In This Issue Free

Graves’ disease is a common autoimmune disease that is a candidate for the development of Ag-specific immunotherapy because Graves’ hyperthyroidism is caused by autoantibodies to a single autoantigen, the thyrotropin receptor (TSHR). In a mouse model of induced hyperthyroidism, pretreatment with recombinant TSHR protein provided encouraging results by causing diversion of anti-TSHR Abs from a pathogenic to a nonfunctional variety. However, Graves’ disease develops spontaneously in humans, so Rapoport et al. (p. 4560) assessed the effects of TSHR protein treatment in a spontaneous mouse model of hyperthyroidism, NOD.H2^h4 mice with thyroid-specific transgenic expression of the human TSHR (hTSHR) A-subunit protein. Treatment of these mice with recombinant hTSHR A-subunit protein specifically augmented the production of nonpathogenic anti-TSHR Abs; however, these nonpathogenic Abs were also observed at even higher levels in nontransgenic NOD.H2^h4 mice and wild-type BALB/c mice treated with this protein. Because the transgenic mice were found to express hTSHR A-subunit protein intrathymically, the reduced level of nonpathogenic Abs in these mice was suggested to indicate increased tolerance for this protein, relative to nontransgenic mice.

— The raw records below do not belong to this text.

//! Data kinds understood by the engine.
//!
//! A data type id travels on the wire in three places: in inline class
//! metadata (one per field), after a TYPED tag for boxed collection
//! elements, and after a COLLECTION/MAP tag as the container kind.

/// The kind of a field or value.
#[derive(Debug, Clone, Copy, PartialEq, Eq, Hash, PartialOrd, Ord)]
#[repr(u8)]
pub enum DataType {
    /// Nested record, written through the tree walk.
    Object = 0,
    Boolean = 1,
    Character = 2,
    Enum = 3,
    Byte = 4,
    Short = 5,
    Integer = 6,
    Long = 7,
    Float = 8,
    Double = 9,
    String = 10,
    BigInteger = 11,
    BigDecimal = 12,
    Binary = 13,

    List = 20,
    Set = 21,
    SortedSet = 22,
    // 23 is unassigned.
    Deque = 24,
    Map = 25,
    SortedMap = 26,

    Duration = 30,
    Instant = 31,
    LocalDate = 32,
    LocalTime = 33,
    LocalDateTime = 34,
    OffsetDateTime = 35,
    ZonedDateTime = 36,
    Period = 37,
    ZoneId = 38,
    ZoneOffset = 39,
}

/// Dispatch family of a [`DataType`].
#[derive(Debug, Clone, Copy, PartialEq, Eq, Hash)]
pub enum Category {
    /// Integers, floats and arbitrary-precision numbers.
    Number,
    /// Collections and maps.
    Collection,
    /// Date and time kinds.
    Time,
    /// Booleans, characters, strings, binary, enums and nested records.
    Other,
}

impl DataType {
    /// Returns the wire id.
    #[inline]
    pub fn id(self) -> u8 {
        self as u8
    }

    /// Creates a DataType from its wire representation.
    pub fn from_u8(v: u8) -> Option<DataType> {
        Some(match v {
            0 => DataType::Object,
            1 => DataType::Boolean,
            2 => DataType::Character,
            3 => DataType::Enum,
            4 => DataType::Byte,
            5 => DataType::Short,
            6 => DataType::Integer,
            7 => DataType::Long,
            8 => DataType::Float,
            9 => DataType::Double,
            10 => DataType::String,
            11 => DataType::BigInteger,
            12 => DataType::BigDecimal,
            13 => DataType::Binary,
            20 => DataType::List,
            21 => DataType::Set,
            22 => DataType::SortedSet,
            24 => DataType::Deque,
            25 => DataType::Map,
            26 => DataType::SortedMap,
            30 => DataType::Duration,
            31 => DataType::Instant,
            32 => DataType::LocalDate,
            33 => DataType::LocalTime,
            34 => DataType::LocalDateTime,
            35 => DataType::OffsetDateTime,
            36 => DataType::ZonedDateTime,
            37 => DataType::Period,
            38 => DataType::ZoneId,
            39 => DataType::ZoneOffset,
            _ => return None,
        })
    }

    /// Returns the dispatch family.
    pub fn category(self) -> Category {
        match self as u8 {
            4..=9 | 11 | 12 => Category::Number,
            20..=26 => Category::Collection,
            30..=39 => Category::Time,
            _ => Category::Other,
        }
    }

    /// Returns true for the two map kinds.
    pub fn is_map(self) -> bool {
        matches!(self, DataType::Map | DataType::SortedMap)
    }
}

#[cfg(test)]
mod tests {
    use super::*;

    #[test]
    fn test_id_roundtrip() {
        for id in 0..=u8::MAX {
            if let Some(dt) = DataType::from_u8(id) {
                assert_eq!(dt.id(), id);
            }
        }
        assert_eq!(DataType::from_u8(14), None);
        assert_eq!(DataType::from_u8(23), None);
        assert_eq!(DataType::from_u8(40), None);
    }

    #[test]
    fn test_categories() {
        assert_eq!(DataType::Integer.category(), Category::Number);
        assert_eq!(DataType::BigDecimal.category(), Category::Number);
        assert_eq!(DataType::String.category(), Category::Other);
        assert_eq!(DataType::Enum.category(), Category::Other);
        assert_eq!(DataType::SortedMap.category(), Category::Collection);
        assert_eq!(DataType::ZoneOffset.category(), Category::Time);
        assert_eq!(DataType::Object.category(), Category::Other);
    }
}
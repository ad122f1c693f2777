//! Write-side tree walk.

use std::any::Any;
use std::io::Write;

use rustc_hash::FxHashSet;

use crate::codec::Encoder;
use crate::error::{MetadataError, Result, SerializeError};
use crate::metadata::FieldInfo;
use crate::model::{Category, DataType, Record, Value};

use super::Context;

fn mismatch(expected: DataType, value: &Value) -> SerializeError {
    SerializeError::TypeMismatch {
        expected,
        found: value.describe(),
    }
}

/// Writes records to one stream.
///
/// Class metadata for a type is written at most once per serializer, before
/// its first instance.
pub struct Serializer<'a, W: Write> {
    ctx: &'a Context,
    encoder: Encoder<W>,
    written: FxHashSet<i16>,
    depth: usize,
}

impl<'a, W: Write> Serializer<'a, W> {
    pub(crate) fn new(ctx: &'a Context, sink: W) -> Self {
        Self {
            ctx,
            encoder: Encoder::new(sink),
            written: FxHashSet::default(),
            depth: 0,
        }
    }

    /// Writes one root record.
    pub fn write<T: Record>(&mut self, value: &T) -> Result<()> {
        self.write_record(value)
    }

    /// Number of distinct types whose metadata has been written.
    pub fn classes_written(&self) -> usize {
        self.written.len()
    }

    pub fn flush(&mut self) -> Result<()> {
        Ok(self.encoder.flush()?)
    }

    /// Flushes pending data and returns the sink.
    pub fn finish(self) -> Result<W> {
        Ok(self.encoder.finish()?)
    }

    fn enter(&mut self) -> Result<()> {
        let max = self.ctx.options().max_depth;
        if self.depth >= max {
            return Err(SerializeError::DepthExceeded { max }.into());
        }
        self.depth += 1;
        Ok(())
    }

    /// Writes the class header, then every field in metadata order.
    pub fn write_record(&mut self, record: &dyn Record) -> Result<()> {
        let ctx = self.ctx;
        let identifier = ctx
            .types()
            .identifier(Any::type_id(record.as_any()))
            .ok_or_else(|| MetadataError::UnregisteredType {
                name: record.record_name().to_string(),
            })?;
        let class = ctx.class_info_by_id(identifier)?;

        self.enter()?;
        if self.written.insert(identifier) {
            self.encoder.write_class(&class, ctx.registry())?;
        }
        self.encoder.write_object_header(identifier)?;
        for field in class.fields() {
            let value = record
                .get_field(field.name())
                .ok_or_else(|| SerializeError::FieldAccess {
                    class: class.name().to_string(),
                    field: field.name().to_string(),
                })?;
            self.write_field(field, value)?;
        }
        self.depth -= 1;
        Ok(())
    }

    fn write_field(&mut self, field: &FieldInfo, value: Value) -> Result<()> {
        if value.is_null() {
            return Ok(self.encoder.write_null()?);
        }
        self.write_value(field.data_type(), value)
    }

    /// Dispatches a non-null value on the category of `data_type`.
    fn write_value(&mut self, data_type: DataType, value: Value) -> Result<()> {
        match data_type.category() {
            Category::Number => self.write_number(data_type, value),
            Category::Collection => self.write_collection(data_type, value),
            Category::Time => self.write_time(data_type, value),
            Category::Other => self.write_other(data_type, value),
        }
    }

    /// Writes a collection element or map entry part as a boxed value.
    fn write_element(&mut self, value: Value) -> Result<()> {
        match value.data_type() {
            None => Ok(self.encoder.write_null()?),
            Some(data_type) => {
                self.encoder.write_typed(data_type)?;
                self.write_value(data_type, value)
            }
        }
    }

    fn write_number(&mut self, data_type: DataType, value: Value) -> Result<()> {
        let enc = &mut self.encoder;
        match value {
            Value::Byte(v) => enc.write_i8(v)?,
            Value::Short(v) => enc.write_i16(v)?,
            Value::Integer(v) => enc.write_i32(v)?,
            Value::Long(v) => enc.write_i64(v)?,
            Value::Float(v) => enc.write_f32(v)?,
            Value::Double(v) => enc.write_f64(v)?,
            Value::BigInteger(v) => enc.write_big_integer(&v)?,
            Value::BigDecimal(v) => enc.write_big_decimal(&v)?,
            other => return Err(mismatch(data_type, &other).into()),
        }
        Ok(())
    }

    fn write_other(&mut self, data_type: DataType, value: Value) -> Result<()> {
        match value {
            Value::Boolean(v) => self.encoder.write_bool(v)?,
            Value::Character(v) => self.encoder.write_char(v)?,
            Value::String(v) => self.encoder.write_str(&v)?,
            Value::Binary(v) => self.encoder.write_bytes(&v)?,
            Value::Enum(v) => {
                let identifier = self.ctx.types().identifier(v.type_id).ok_or_else(|| {
                    MetadataError::UnregisteredType {
                        name: format!("enumeration {:?}", v.type_id),
                    }
                })?;
                self.encoder.write_enum(identifier, v.ordinal)?;
            }
            Value::Object(record) => self.write_record(&*record)?,
            other => return Err(mismatch(data_type, &other).into()),
        }
        Ok(())
    }

    fn write_collection(&mut self, data_type: DataType, value: Value) -> Result<()> {
        self.enter()?;
        match value {
            Value::Collection(kind, items) if !data_type.is_map() && !kind.is_map() => {
                self.encoder.write_collection_header(kind, items.len())?;
                for item in items {
                    self.write_element(item)?;
                }
            }
            Value::Map(kind, entries) if data_type.is_map() && kind.is_map() => {
                self.encoder.write_map_header(kind, entries.len())?;
                for (key, value) in entries {
                    self.write_element(key)?;
                    self.write_element(value)?;
                }
            }
            other => return Err(mismatch(data_type, &other).into()),
        }
        self.depth -= 1;
        Ok(())
    }

    fn write_time(&mut self, data_type: DataType, value: Value) -> Result<()> {
        let enc = &mut self.encoder;
        match value {
            Value::Duration(v) => enc.write_duration(&v)?,
            Value::Instant(v) => enc.write_instant(&v)?,
            Value::LocalDate(v) => enc.write_local_date(&v)?,
            Value::LocalTime(v) => enc.write_local_time(&v)?,
            Value::LocalDateTime(v) => enc.write_local_date_time(&v)?,
            Value::OffsetDateTime(v) => enc.write_offset_date_time(&v)?,
            Value::ZonedDateTime(v) => enc.write_zoned_date_time(&v)?,
            Value::Period(v) => enc.write_period(&v)?,
            Value::ZoneId(v) => enc.write_zone_id(&v)?,
            Value::ZoneOffset(v) => enc.write_zone_offset(&v)?,
            other => return Err(mismatch(data_type, &other).into()),
        }
        Ok(())
    }
}
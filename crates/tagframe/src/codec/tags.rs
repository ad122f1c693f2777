//! Tag byte layout.
//!
//! ```text
//! 0x00-0x7F  small positive integer 0..127
//! 0x80       NULL
//! 0x81-0x8F  small negative integer -1..-15
//! 0x90/0x91  FALSE / TRUE
//! 0xA0-0xBF  short string, UTF-8 length 0..31 in the low 5 bits
//! 0xC0       OBJECT header, followed by a raw i16 identifier
//! 0xC1       TYPED value, followed by a data type id byte
//! 0xE0-0xEF  extended tag, sub-type in the low nibble
//! ```

/// Marks the absence of a value.
pub const NULL: u8 = 0x80;

pub const FALSE: u8 = 0x90;
pub const TRUE: u8 = 0x91;

pub const OBJECT: u8 = 0xC0;
pub const TYPED: u8 = 0xC1;

pub const SHORT_STRING: u8 = 0xA0;
/// Strings shorter than this use a short-string tag.
pub const SHORT_STRING_LIMIT: usize = 32;

pub const SMALL_INT_MIN: i64 = -15;
pub const SMALL_INT_MAX: i64 = 127;

const EXTENDED: u8 = 0xE0;

/// Extended sub-types.
pub mod sub {
    pub const INT16: u8 = 0x0;
    pub const INT32: u8 = 0x1;
    pub const INT64: u8 = 0x2;
    pub const FLOAT32: u8 = 0x3;
    pub const FLOAT64: u8 = 0x4;
    pub const ENUM: u8 = 0x5;
    pub const STRING: u8 = 0x6;
    pub const COLLECTION: u8 = 0x7;
    pub const MAP: u8 = 0x8;
    pub const BINARY: u8 = 0x9;
    pub const CLASS_INFO: u8 = 0xE;
    pub const CLASS_SIGNATURE: u8 = 0xF;
}

pub const INT16: u8 = EXTENDED | sub::INT16;
pub const INT32: u8 = EXTENDED | sub::INT32;
pub const INT64: u8 = EXTENDED | sub::INT64;
pub const FLOAT32: u8 = EXTENDED | sub::FLOAT32;
pub const FLOAT64: u8 = EXTENDED | sub::FLOAT64;
pub const ENUM: u8 = EXTENDED | sub::ENUM;
pub const STRING: u8 = EXTENDED | sub::STRING;
pub const COLLECTION: u8 = EXTENDED | sub::COLLECTION;
pub const MAP: u8 = EXTENDED | sub::MAP;
pub const BINARY: u8 = EXTENDED | sub::BINARY;
pub const CLASS_INFO: u8 = EXTENDED | sub::CLASS_INFO;
pub const CLASS_SIGNATURE: u8 = EXTENDED | sub::CLASS_SIGNATURE;

/// Returns the tag for a small integer, if `value` is in the small range.
#[inline]
pub fn small_int(value: i64) -> Option<u8> {
    match value {
        0..=SMALL_INT_MAX => Some(value as u8),
        SMALL_INT_MIN..=-1 => Some(NULL + (-value) as u8),
        _ => None,
    }
}

/// Returns the value of a small integer tag.
#[inline]
pub fn small_int_value(tag: u8) -> Option<i64> {
    match tag {
        0x00..=0x7F => Some(tag as i64),
        0x81..=0x8F => Some(-((tag - NULL) as i64)),
        _ => None,
    }
}

/// Returns the length carried by a short-string tag.
#[inline]
pub fn short_string_len(tag: u8) -> Option<usize> {
    match tag {
        0xA0..=0xBF => Some((tag & 0x1F) as usize),
        _ => None,
    }
}

/// Returns the sub-type of an extended tag.
#[inline]
pub fn extended_sub(tag: u8) -> Option<u8> {
    if tag & 0xF0 == EXTENDED {
        Some(tag & 0x0F)
    } else {
        None
    }
}

/// Returns true if `tag` starts class metadata (inline or by signature).
#[inline]
pub fn is_class_header(tag: u8) -> bool {
    tag == CLASS_INFO || tag == CLASS_SIGNATURE
}

/// Describes a tag for error messages.
pub fn tag_to_string(tag: u8) -> String {
    if let Some(v) = small_int_value(tag) {
        return format!("small integer {v}");
    }
    if let Some(len) = short_string_len(tag) {
        return format!("short string of {len} bytes");
    }
    let name = match tag {
        NULL => "null",
        FALSE => "false",
        TRUE => "true",
        OBJECT => "object",
        TYPED => "typed",
        INT16 => "int16",
        INT32 => "int32",
        INT64 => "int64",
        FLOAT32 => "float32",
        FLOAT64 => "float64",
        ENUM => "enum",
        STRING => "string",
        COLLECTION => "collection",
        MAP => "map",
        BINARY => "binary",
        CLASS_INFO => "class info",
        CLASS_SIGNATURE => "class signature",
        _ => return format!("unknown 0x{tag:02x}"),
    };
    name.to_string()
}

#[cfg(test)]
mod tests {
    use super::*;

    #[test]
    fn test_small_int_range() {
        for v in SMALL_INT_MIN..=SMALL_INT_MAX {
            let tag = small_int(v).unwrap();
            assert_eq!(small_int_value(tag), Some(v));
        }
        assert_eq!(small_int(128), None);
        assert_eq!(small_int(-16), None);
        assert_eq!(small_int(-1), Some(0x81));
        assert_eq!(small_int_value(NULL), None);
    }

    #[test]
    fn test_tag_spaces_disjoint() {
        for tag in 0..=u8::MAX {
            let kinds = [
                small_int_value(tag).is_some(),
                short_string_len(tag).is_some(),
                extended_sub(tag).is_some(),
                matches!(tag, NULL | FALSE | TRUE | OBJECT | TYPED),
            ];
            assert!(kinds.iter().filter(|k| **k).count() <= 1, "tag {tag:#x}");
        }
    }

    #[test]
    fn test_tag_to_string() {
        assert_eq!(tag_to_string(NULL), "null");
        assert_eq!(tag_to_string(INT32), "int32");
        assert_eq!(tag_to_string(0x05), "small integer 5");
        assert_eq!(tag_to_string(0xA3), "short string of 3 bytes");
        assert_eq!(tag_to_string(0xD0), "unknown 0xd0");
    }
}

Even more surprisingly, treatment of the hTSHR/NOD.H2^h4 mice with hTSHR A-subunit protein augmented production of pathogenic anti-TSHR autoantibodies as measured by clinical assays for TSH-binding inhibition and thyroid-stimulating Ab activity. In contrast, pathogenic anti-TSHR Abs were not observed in control BALB/c or NOD.H2^h4 mice treated with the hTSHR protein. This study emphasizes the differences between induced and spontaneous models of autoimmunity and clearly warns against the use of this TSHR protein as a treatment for human Graves’ disease.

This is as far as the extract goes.